Diabetes devices are one example of this type of device. These products, which include insulin pumps and blood glucose monitors, are the subject of a report published by Consumer Reports (CR) on December 8, 2020.
CR’s report begins with the story of a 64-year-old woman who fell into a coma and died one week after her husband refilled her insulin pump’s reservoir with insulin. He also changed the pump’s infusion set, a plastic tube assembly that connects the patient to the reservoir.
In the span of 18 hours, the insulin pump had incorrectly administered five to six days’ worth of insulin.
Medtronic Knew About the Device’s Risks
According to CR, Medtronic, the maker of the infusion set that allegedly caused this patient’s death, knew about the dangers its device presents. In the span of 11 months (June 2013-May 2014), the manufacturer received 750 complaints about the infusion sets.
The patient in CR’s account died of her insulin overdose over 18 months later—with the device not having been fixed.
The deceased’s husband filed a lawsuit against Medtronic.

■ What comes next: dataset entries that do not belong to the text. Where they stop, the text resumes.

//! Application wiring: store, ledger, simulator, and the event feed.

use std::sync::Arc;
use std::time::Duration;

use tokio::task::JoinHandle;
use tracing::info;

use crate::broadcast::Broadcaster;
use crate::config::Config;
use crate::domain::{User, UserId};
use crate::error::Result;
use crate::ledger::Ledger;
use crate::seed;
use crate::sim::GameSimulator;
use crate::store::{MemoryStore, Storage};
use crate::ws;

/// Username of the account seeded for single-user deployments.
pub const DEMO_USERNAME: &str = "demo";

/// Assembled engine: every component wired to the same store.
pub struct App {
    store: Arc<dyn Storage>,
    ledger: Arc<Ledger>,
    broadcaster: Arc<Broadcaster>,
    tick_interval: Duration,
}

impl App {
    /// Build the engine and seed initial data.
    pub async fn bootstrap(config: &Config) -> Result<Self> {
        let store: Arc<dyn Storage> = Arc::new(MemoryStore::new());

        if config.seed.fixtures {
            let seeded = seed::seed_games(store.as_ref()).await;
            info!(games = seeded, "Fixture games seeded");
        }
        if store.user_by_username(DEMO_USERNAME).await.is_none() {
            let demo = store
                .create_user(User {
                    id: UserId::generate(),
                    username: DEMO_USERNAME.into(),
                    balance: config.seed.demo_balance,
                })
                .await;
            info!(user = %demo.id, balance = %demo.balance, "Demo account created");
        }

        Ok(Self {
            ledger: Arc::new(Ledger::new(Arc::clone(&store))),
            broadcaster: Arc::new(Broadcaster::new()),
            tick_interval: Duration::from_secs(config.simulator.tick_seconds),
            store,
        })
    }

    /// The shared record store.
    #[must_use]
    pub fn store(&self) -> &Arc<dyn Storage> {
        &self.store
    }

    /// The wagering ledger, for the request layer to call into.
    #[must_use]
    pub fn ledger(&self) -> &Arc<Ledger> {
        &self.ledger
    }

    /// The event broadcaster feeding connected subscribers.
    #[must_use]
    pub fn broadcaster(&self) -> &Arc<Broadcaster> {
        &self.broadcaster
    }

    /// Start the tick simulator on the runtime.
    pub fn spawn_simulator(&self) -> JoinHandle<()> {
        let simulator = GameSimulator::new(
            Arc::clone(&self.store),
            Arc::clone(&self.broadcaster),
            self.tick_interval,
        );
        tokio::spawn(simulator.run())
    }

    /// Bootstrap, start the simulator, and serve the feed until shutdown.
    pub async fn run(config: Config) -> Result<()> {
        let app = Self::bootstrap(&config).await?;
        let _simulator = app.spawn_simulator();
        ws::serve(&config.network.listen_addr, Arc::clone(&app.broadcaster)).await
    }
}

#[cfg(test)]
mod tests {
    use super::*;

    #[tokio::test]
    async fn bootstrap_seeds_games_and_demo_account() {
        let config = Config::default();
        let app = App::bootstrap(&config).await.unwrap();

        assert!(!app.store().games().await.is_empty());
        let demo = app.store().user_by_username(DEMO_USERNAME).await.unwrap();
        assert_eq!(demo.balance, config.seed.demo_balance);
    }

    #[tokio::test]
    async fn bootstrap_can_skip_fixtures() {
        let mut config = Config::default();
        config.seed.fixtures = false;
        let app = App::bootstrap(&config).await.unwrap();
        assert!(app.store().games().await.is_empty());
    }
}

In it, he points out that the U.S. Food and Drug Administration did not clear the company’s infusion set for redesign until August 2016. Medtronic waited until its stock of allegedly defective infusion sets ran out before commencing with the manufacturing of the redesigned infusion sets, which found their way to market in April 2017, the lawsuit alleges.
In September 2017, the FDA announced that Medtronic had recalled the devices manufactured prior to redesign. Within the scope of this recall, the company finally informed the public they should no longer use previous models of the infusion set.

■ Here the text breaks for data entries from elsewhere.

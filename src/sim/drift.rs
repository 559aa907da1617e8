//! Randomized per-tick deltas for live games.

use rand::Rng;

use crate::domain::{
    BaseballStats, BasketballStats, FootballStats, Game, GameUpdate, SoccerStats, Sport,
    TeamStats,
};

/// Probability a live game scores on a tick.
const SCORE_PROBABILITY: f64 = 0.15;
/// Probability the in-play stats drift on a tick.
const STATS_PROBABILITY: f64 = 0.3;
/// Moneyline shifts of magnitude at or below this are discarded as noise.
const ODDS_SHIFT_DEADBAND: i32 = 3;
/// Scoring plays available to a football drive.
const FOOTBALL_SCORES: [u32; 3] = [3, 6, 7];

/// Roll one tick's worth of deltas for `game`.
///
/// Returns `None` when nothing observable changed; only fields that actually
/// moved are present in the delta.
pub fn drift_game<R: Rng + ?Sized>(game: &Game, rng: &mut R) -> Option<GameUpdate> {
    let mut update = GameUpdate::default();

    if rng.gen_bool(SCORE_PROBABILITY) {
        let points = score_points(game.sport, rng);
        if rng.gen_bool(0.5) {
            update.home_score = Some(game.home_score + points);
        } else {
            update.away_score = Some(game.away_score + points);
        }
    }

    let shift: i32 = rng.gen_range(-8..=8);
    if shift.abs() > ODDS_SHIFT_DEADBAND {
        // Zero-sum: one side's line moves opposite the other's, then each
        // side clamps out of the pick'em band independently.
        let home = game.home_moneyline.shifted(shift);
        if home != game.home_moneyline {
            update.home_moneyline = Some(home);
        }
        let away = game.away_moneyline.shifted(-shift);
        if away != game.away_moneyline {
            update.away_moneyline = Some(away);
        }
    }

    if rng.gen_bool(STATS_PROBABILITY) {
        // Each side drifts from its own snapshot.
        if let Some(stats) = &game.home_stats {
            let next = drift_stats(stats, rng);
            if next != *stats {
                update.home_stats = Some(next);
            }
        }
        if let Some(stats) = &game.away_stats {
            let next = drift_stats(stats, rng);
            if next != *stats {
                update.away_stats = Some(next);
            }
        }
    }

    (!update.is_empty()).then_some(update)
}

fn score_points<R: Rng + ?Sized>(sport: Sport, rng: &mut R) -> u32 {
    match sport {
        Sport::Basketball => rng.gen_range(1..=3),
        Sport::Football => FOOTBALL_SCORES[rng.gen_range(0..FOOTBALL_SCORES.len())],
        _ => 1,
    }
}

fn drift_stats<R: Rng + ?Sized>(stats: &TeamStats, rng: &mut R) -> TeamStats {
    match stats {
        TeamStats::Soccer(s) => TeamStats::Soccer(drift_soccer(s, rng)),
        TeamStats::Football(s) => TeamStats::Football(drift_football(s, rng)),
        TeamStats::Basketball(s) => TeamStats::Basketball(drift_basketball(s, rng)),
        TeamStats::Baseball(s) => TeamStats::Baseball(drift_baseball(s, rng)),
    }
}

fn drift_soccer<R: Rng + ?Sized>(stats: &SoccerStats, rng: &mut R) -> SoccerStats {
    let mut next = stats.clone();
    if let Some(possession) = next.possession {
        let shifted = i64::from(possession) + rng.gen_range(-2i64..=2);
        next.possession = Some(shifted.clamp(30, 70) as u32);
    }
    if let Some(shots) = next.total_shots {
        next.total_shots = Some(shots + u32::from(rng.gen_bool(0.3)));
    }
    if let (Some(on_target), Some(total)) = (next.shots_on_target, next.total_shots) {
        // On-target shots can never outnumber total shots.
        let bumped = on_target + u32::from(rng.gen_bool(0.2));
        next.shots_on_target = Some(bumped.min(total));
    }
    if let Some(fouls) = next.fouls {
        next.fouls = Some(fouls + u32::from(rng.gen_bool(0.2)));
    }
    if let Some(corners) = next.corners {
        next.corners = Some(corners + u32::from(rng.gen_bool(0.1)));
    }
    next
}

fn drift_football<R: Rng + ?Sized>(stats: &FootballStats, rng: &mut R) -> FootballStats {
    let mut next = stats.clone();
    if let Some(yards) = next.passing_yards {
        next.passing_yards = Some(yards + rng.gen_range(0..=15));
    }
    if let Some(yards) = next.rushing_yards {
        next.rushing_yards = Some(yards + rng.gen_range(0..=8));
    }
    if let Some(turnovers) = next.turnovers {
        next.turnovers = Some(turnovers + u32::from(rng.gen_bool(0.05)));
    }
    next
}

fn drift_basketball<R: Rng + ?Sized>(stats: &BasketballStats, rng: &mut R) -> BasketballStats {
    let mut next = stats.clone();
    if let Some(rebounds) = next.rebounds {
        next.rebounds = Some(rebounds + u32::from(rng.gen_bool(0.4)));
    }
    if let Some(assists) = next.assists {
        next.assists = Some(assists + u32::from(rng.gen_bool(0.4)));
    }
    if let Some(steals) = next.steals {
        next.steals = Some(steals + u32::from(rng.gen_bool(0.1)));
    }
    if let Some(pct) = next.field_goal_pct {
        let shifted = pct + f64::from(rng.gen_range(-1i32..=1));
        next.field_goal_pct = Some((shifted * 10.0).round() / 10.0);
    }
    next
}

fn drift_baseball<R: Rng + ?Sized>(stats: &BaseballStats, rng: &mut R) -> BaseballStats {
    let mut next = stats.clone();
    if let Some(hits) = next.hits {
        next.hits = Some(hits + u32::from(rng.gen_bool(0.15)));
    }
    if let Some(strikeouts) = next.strikeouts {
        next.strikeouts = Some(strikeouts + u32::from(rng.gen_bool(0.2)));
    }
    if let Some(walks) = next.walks {
        next.walks = Some(walks + u32::from(rng.gen_bool(0.1)));
    }
    next
}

According to Medtronic’s announcement of the recall, the vent membrane, a component in the recalled infusion set, can get wet and block the vents, thereby releasing an excessive dose of insulin, which can cause hypoglycemia. Interestingly, the chief medical officer of Medtronic’s diabetes group stated that the flaw had not caused any deaths to date, according to Bloomberg’s coverage of the recall.

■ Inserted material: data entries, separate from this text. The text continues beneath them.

//! Balance, bet, and parlay ledger: placement, cash-out, and quoting.
//!
//! Every operation is atomic with respect to one user's balance and the
//! records it creates: operations on the same user serialize behind a
//! per-user lock, a failed operation leaves no partial side effects, and a
//! wager's odds are frozen at placement so later line movement never touches
//! a booked wager. Cash-out offers are never stored - each read draws a
//! fresh one, and acceptance pays the offer drawn at that moment.

use std::sync::Arc;

use chrono::Utc;
use dashmap::DashMap;
use parking_lot::Mutex;
use rand::rngs::StdRng;
use rand::SeedableRng;
use rust_decimal::Decimal;
use tokio::sync::Mutex as UserMutex;
use tracing::info;

use crate::domain::{
    cash_out_value, payout, AmericanOdds, Bet, BetId, BetType, GameId, OddsError, Parlay,
    ParlayId, UserId, WagerStatus,
};
use crate::error::LedgerError;
use crate::store::Storage;

type Result<T> = std::result::Result<T, LedgerError>;

/// A single-wager placement request, as validated by the request boundary.
#[derive(Debug, Clone)]
pub struct PlaceBet {
    pub game_id: GameId,
    pub bet_type: BetType,
    pub selection: String,
    pub odds: AmericanOdds,
    pub stake: Decimal,
    /// Payout agreed at the boundary; computed from the odds when absent.
    pub potential_payout: Option<Decimal>,
}

/// One leg of a parlay request. Legs carry no stake of their own.
#[derive(Debug, Clone)]
pub struct ParlayLeg {
    pub game_id: GameId,
    pub bet_type: BetType,
    pub selection: String,
    pub odds: AmericanOdds,
}

/// A parlay placement request: two or more legs, one stake.
#[derive(Debug, Clone)]
pub struct PlaceParlay {
    pub legs: Vec<ParlayLeg>,
    pub stake: Decimal,
    pub total_odds: AmericanOdds,
    /// Payout agreed at the boundary; computed from the odds when absent.
    pub potential_payout: Option<Decimal>,
}

/// A bet plus the cash-out offer current at read time.
#[derive(Debug, Clone)]
pub struct BetQuote {
    pub bet: Bet,
    /// Fresh offer for pending bets; `None` once settled.
    pub cash_out_value: Option<Decimal>,
}

/// A parlay with its legs and the cash-out offer current at read time.
#[derive(Debug, Clone)]
pub struct ParlayQuote {
    pub parlay: Parlay,
    pub legs: Vec<Bet>,
    /// Fresh offer for pending parlays; `None` once settled.
    pub cash_out_value: Option<Decimal>,
}

/// The wagering ledger.
pub struct Ledger {
    store: Arc<dyn Storage>,
    user_locks: DashMap<UserId, Arc<UserMutex<()>>>,
    rng: Mutex<StdRng>,
}

impl Ledger {
    pub fn new(store: Arc<dyn Storage>) -> Self {
        Self::with_rng(store, StdRng::from_entropy())
    }

    /// Use a caller-provided RNG for cash-out pricing (deterministic tests).
    pub fn with_rng(store: Arc<dyn Storage>, rng: StdRng) -> Self {
        Self {
            store,
            user_locks: DashMap::new(),
            rng: Mutex::new(rng),
        }
    }

    fn user_lock(&self, id: &UserId) -> Arc<UserMutex<()>> {
        self.user_locks
            .entry(id.clone())
            .or_insert_with(|| Arc::new(UserMutex::new(())))
            .clone()
    }

    fn draw_cash_out(&self, stake: Decimal, potential_payout: Decimal) -> Decimal {
        let mut rng = self.rng.lock();
        cash_out_value(stake, potential_payout, WagerStatus::Pending, &mut *rng)
    }

    /// Current balance for a user.
    pub async fn balance(&self, user_id: &UserId) -> Result<Decimal> {
        self.store
            .user(user_id)
            .await
            .map(|user| user.balance)
            .ok_or_else(|| not_found("user", user_id.as_str()))
    }

    /// Place a single wager: debit the stake and book the bet as pending.
    ///
    /// The odds in the request are the snapshot the bet is frozen at. No
    /// check is made that the game is still open for wagering.
    pub async fn place_bet(&self, user_id: &UserId, request: PlaceBet) -> Result<Bet> {
        if request.stake <= Decimal::ZERO {
            return Err(OddsError::NonPositiveStake {
                stake: request.stake,
            }
            .into());
        }

        let lock = self.user_lock(user_id);
        let _guard = lock.lock().await;

        let user = self
            .store
            .user(user_id)
            .await
            .ok_or_else(|| not_found("user", user_id.as_str()))?;
        if request.stake > user.balance {
            return Err(LedgerError::InsufficientBalance {
                stake: request.stake,
                balance: user.balance,
            });
        }
        if self.store.game(&request.game_id).await.is_none() {
            return Err(not_found("game", request.game_id.as_str()));
        }

        let potential_payout = match request.potential_payout {
            Some(agreed) => agreed,
            None => payout(request.stake, request.odds)?,
        };

        let bet = self
            .store
            .create_bet(Bet {
                id: BetId::generate(),
                user_id: user_id.clone(),
                game_id: request.game_id,
                bet_type: request.bet_type,
                selection: request.selection,
                odds: request.odds,
                stake: request.stake,
                potential_payout,
                status: WagerStatus::Pending,
                is_parlay: false,
                parlay_id: None,
                created_at: Utc::now(),
            })
            .await;
        self.store
            .set_balance(user_id, user.balance - request.stake)
            .await;

        info!(bet = %bet.id, user = %user_id, stake = %bet.stake, odds = %bet.odds, "Wager placed");
        Ok(bet)
    }

    /// Place a parlay: one debit, one parlay record, one zero-stake leg per
    /// selection.
    pub async fn place_parlay(&self, user_id: &UserId, request: PlaceParlay) -> Result<Parlay> {
        if request.legs.len() < 2 {
            return Err(LedgerError::TooFewLegs {
                count: request.legs.len(),
            });
        }
        if request.stake <= Decimal::ZERO {
            return Err(OddsError::NonPositiveStake {
                stake: request.stake,
            }
            .into());
        }

        let lock = self.user_lock(user_id);
        let _guard = lock.lock().await;

        let user = self
            .store
            .user(user_id)
            .await
            .ok_or_else(|| not_found("user", user_id.as_str()))?;
        if request.stake > user.balance {
            return Err(LedgerError::InsufficientBalance {
                stake: request.stake,
                balance: user.balance,
            });
        }

        let potential_payout = match request.potential_payout {
            Some(agreed) => agreed,
            None => payout(request.stake, request.total_odds)?,
        };

        let parlay = self
            .store
            .create_parlay(Parlay {
                id: ParlayId::generate(),
                user_id: user_id.clone(),
                total_odds: request.total_odds,
                stake: request.stake,
                potential_payout,
                status: WagerStatus::Pending,
                created_at: Utc::now(),
            })
            .await;

        for leg in request.legs {
            self.store
                .create_bet(Bet {
                    id: BetId::generate(),
                    user_id: user_id.clone(),
                    game_id: leg.game_id,
                    bet_type: leg.bet_type,
                    selection: leg.selection,
                    odds: leg.odds,
                    stake: Decimal::ZERO,
                    potential_payout: Decimal::ZERO,
                    status: WagerStatus::Pending,
                    is_parlay: true,
                    parlay_id: Some(parlay.id.clone()),
                    created_at: Utc::now(),
                })
                .await;
        }

        self.store
            .set_balance(user_id, user.balance - request.stake)
            .await;

        info!(parlay = %parlay.id, user = %user_id, stake = %parlay.stake, odds = %parlay.total_odds, "Parlay placed");
        Ok(parlay)
    }

    /// Cash out a pending bet at a freshly drawn offer, crediting the user.
    pub async fn cash_out_bet(&self, id: &BetId) -> Result<Decimal> {
        let owner = self
            .store
            .bet(id)
            .await
            .ok_or_else(|| not_found("bet", id.as_str()))?
            .user_id;
        let lock = self.user_lock(&owner);
        let _guard = lock.lock().await;

        // Re-read under the lock; a concurrent cash-out may have settled it.
        let bet = self
            .store
            .bet(id)
            .await
            .ok_or_else(|| not_found("bet", id.as_str()))?;
        if !bet.status.is_pending() {
            return Err(LedgerError::AlreadySettled { status: bet.status });
        }
        let user = self
            .store
            .user(&bet.user_id)
            .await
            .ok_or_else(|| not_found("user", bet.user_id.as_str()))?;

        let value = self.draw_cash_out(bet.stake, bet.potential_payout);
        self.store.set_bet_status(id, WagerStatus::CashedOut).await;
        self.store
            .set_balance(&bet.user_id, user.balance + value)
            .await;

        info!(bet = %id, user = %bet.user_id, value = %value, "Bet cashed out");
        Ok(value)
    }

    /// Cash out a pending parlay, forcing every leg to `cashed_out`.
    pub async fn cash_out_parlay(&self, id: &ParlayId) -> Result<Decimal> {
        let owner = self
            .store
            .parlay(id)
            .await
            .ok_or_else(|| not_found("parlay", id.as_str()))?
            .user_id;
        let lock = self.user_lock(&owner);
        let _guard = lock.lock().await;

        let parlay = self
            .store
            .parlay(id)
            .await
            .ok_or_else(|| not_found("parlay", id.as_str()))?;
        if !parlay.status.is_pending() {
            return Err(LedgerError::AlreadySettled {
                status: parlay.status,
            });
        }
        let user = self
            .store
            .user(&parlay.user_id)
            .await
            .ok_or_else(|| not_found("user", parlay.user_id.as_str()))?;

        let value = self.draw_cash_out(parlay.stake, parlay.potential_payout);
        self.store
            .set_parlay_status(id, WagerStatus::CashedOut)
            .await;

        // Legs never settle independently once the parent is cashed out.
        for leg in self.store.bets_for_parlay(id).await {
            self.store
                .set_bet_status(&leg.id, WagerStatus::CashedOut)
                .await;
        }

        self.store
            .set_balance(&parlay.user_id, user.balance + value)
            .await;

        info!(parlay = %id, user = %parlay.user_id, value = %value, "Parlay cashed out");
        Ok(value)
    }

    /// All of a user's bets, newest first, each pending one quoted with a
    /// fresh cash-out offer.
    pub async fn bets_for_user(&self, user_id: &UserId) -> Vec<BetQuote> {
        self.store
            .bets_for_user(user_id)
            .await
            .into_iter()
            .map(|bet| {
                let cash_out_value = bet
                    .status
                    .is_pending()
                    .then(|| self.draw_cash_out(bet.stake, bet.potential_payout));
                BetQuote {
                    bet,
                    cash_out_value,
                }
            })
            .collect()
    }

    /// All of a user's parlays with their legs, newest first, each pending
    /// one quoted with a fresh cash-out offer.
    pub async fn parlays_for_user(&self, user_id: &UserId) -> Vec<ParlayQuote> {
        let parlays = self.store.parlays_for_user(user_id).await;
        let mut quotes = Vec::with_capacity(parlays.len());
        for parlay in parlays {
            let legs = self.store.bets_for_parlay(&parlay.id).await;
            let cash_out_value = parlay
                .status
                .is_pending()
                .then(|| self.draw_cash_out(parlay.stake, parlay.potential_payout));
            quotes.push(ParlayQuote {
                parlay,
                legs,
                cash_out_value,
            });
        }
        quotes
    }
}

fn not_found(entity: &'static str, id: &str) -> LedgerError {
    LedgerError::NotFound {
        entity,
        id: id.to_string(),
    }
}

Other Allegedly Defective Diabetes Medical Devices
A Texas man with type 1 diabetes got an inaccurate glucose reading from his FreeStyle glucose meter and as a result, failed to maintain his glucose levels before driving. His glucose-level dropped while he was driving, impairing his driving ability. The man crashed into another vehicle on the road and died.
Two years after the accident, the man’s wife received a notice from Abbot, the FreeStyle glucose meter manufacturer, warning the product could deliver false glucose readings, and use of the device should immediately cease.
Multiple other adverse events, including one death, were reported during the two-year lapse between the Texas man’s death and the recall of the FreeStyle device.
In yet another instance of defective diabetes medical devices, manufacturer Dexcom was allegedly aware of its occasional failure to alert patients when their glucose levels were too high or too low. The FDA warned Dexcom about problems with its G4 Platinum continuous glucose monitor in November 2013, but the device was not recalled until March 2014.
CR offers in its report a bit of comfort by explaining how the FDA uses interconnected technologies to track the performance of important medical devices. Diabetes patients might also consider taking some steps to protect themselves from potentially defective monitoring devices, insulin pumps, etc. They recommend that users evaluate pumps and other devices thoroughly before buying them and that they remain aware of inconsistencies with glucose meters.